Friedman, 62, grew up in North Woodmere, New York. His father, Morris Friedman, was a prominent Conservative rabbi who, in his telling, “marched in the civil rights movement, convened prayer vigils to mourn the assassinations of President Kennedy and Dr. Martin Luther King, and, in the 1970s, often handcuffed himself to the Soviet mission to protest the Kremlin’s refusal to allow Soviet Jews to emigrate.”
The younger Friedman became a lawyer, representing Trump as a partner at the firm Kasowitz, Benson, Torres & Friedman. The same improvisational and pugnacious style that would mark Trump’s presidency was apparent to his legal team. “I can tell you he’s not scripted,” Friedman recalled, “as a lawyer when I used to put him on the witness stand, I can tell you my own frustration with getting him to stick to a script… He will say what he wants to say, when he wants to say it.”
Friedman does not remember any extensive conversations with his client about politics or Israel, but there was one encounter between the two that left its mark on the future president.

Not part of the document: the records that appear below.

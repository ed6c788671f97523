// SPDX-License-Identifier: MIT

//! Bounded, forward-only view over a byte range of a `DiskIO`.
//!
//! `RegionReader` exposes `[start, start + len)` of its source as a
//! sequential stream. End of stream is reported by the call that consumes
//! the last byte of the window, together with that call's byte count.
//! Any call after that fails with `DiskIOError::StreamExhausted`.

use crate::{DiskIO, DiskIOError, DiskIOResult};

/// Outcome of one `RegionReader::read` call.
#[derive(Debug, Clone, Copy, PartialEq, Eq)]
pub struct RegionChunk {
    /// Bytes written into the caller's buffer.
    pub len: usize,
    /// `true` once the window has been fully consumed.
    pub done: bool,
}

pub struct RegionReader<'a, IO: DiskIO + ?Sized> {
    io: &'a mut IO,
    start: u64,
    len: u64,
    cursor: u64,
    finished: bool,
}

impl<'a, IO: DiskIO + ?Sized> RegionReader<'a, IO> {
    /// Opens a window of `len` bytes starting at absolute offset `start`.
    pub fn new(io: &'a mut IO, start: u64, len: u64) -> DiskIOResult<Self> {
        start
            .checked_add(len)
            .ok_or(DiskIOError::OutOfBounds { offset: start, len })?;
        Ok(Self {
            io,
            start,
            len,
            cursor: 0,
            finished: false,
        })
    }

    /// Reads the next bytes of the window into `buf`.
    ///
    /// Reads at most `min(buf.len(), remaining)` bytes. A medium that ends
    /// inside the window yields `ShortRead` after the cursor has been moved
    /// past the bytes that were actually read.
    pub fn read(&mut self, buf: &mut [u8]) -> DiskIOResult<RegionChunk> {
        if self.finished {
            return Err(DiskIOError::StreamExhausted);
        }

        let wanted = (buf.len() as u64).min(self.remaining()) as usize;
        if wanted > 0 {
            let offset = self.start + self.cursor;
            let read = self.io.read_at_partial(offset, &mut buf[..wanted])?;
            self.cursor += read as u64;
            if read < wanted {
                return Err(DiskIOError::ShortRead {
                    offset,
                    read,
                    wanted,
                });
            }
        }

        let done = self.cursor == self.len;
        self.finished = done;
        Ok(RegionChunk { len: wanted, done })
    }

    #[inline]
    pub fn start(&self) -> u64 {
        self.start
    }

    /// Window length in bytes.
    #[inline]
    pub fn len(&self) -> u64 {
        self.len
    }

    #[inline]
    pub fn is_empty(&self) -> bool {
        self.len == 0
    }

    /// Bytes consumed so far.
    #[inline]
    pub fn position(&self) -> u64 {
        self.cursor
    }

    #[inline]
    pub fn remaining(&self) -> u64 {
        self.len - self.cursor
    }

    #[inline]
    pub fn is_done(&self) -> bool {
        self.finished
    }
}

In the mid-2000s, while the Second Intifada was still raging in Israel, Friedman and Trump were sitting in a conference room waiting for a meeting to start. Friedman pulled out blueprints for a 500-square-meter (5,380-square-foot) apartment he was building in Jerusalem. Trump asked how much the project cost, and when he heard, responded, “Wow, that’s a lot of money for Jerusalem… You can get a place in East Hampton, go there for weekends. Six thousand miles away, Jerusalem is not known for being a resort.”
Friedman explained to the real estate mogul why he had bought the apartment and what it meant to him.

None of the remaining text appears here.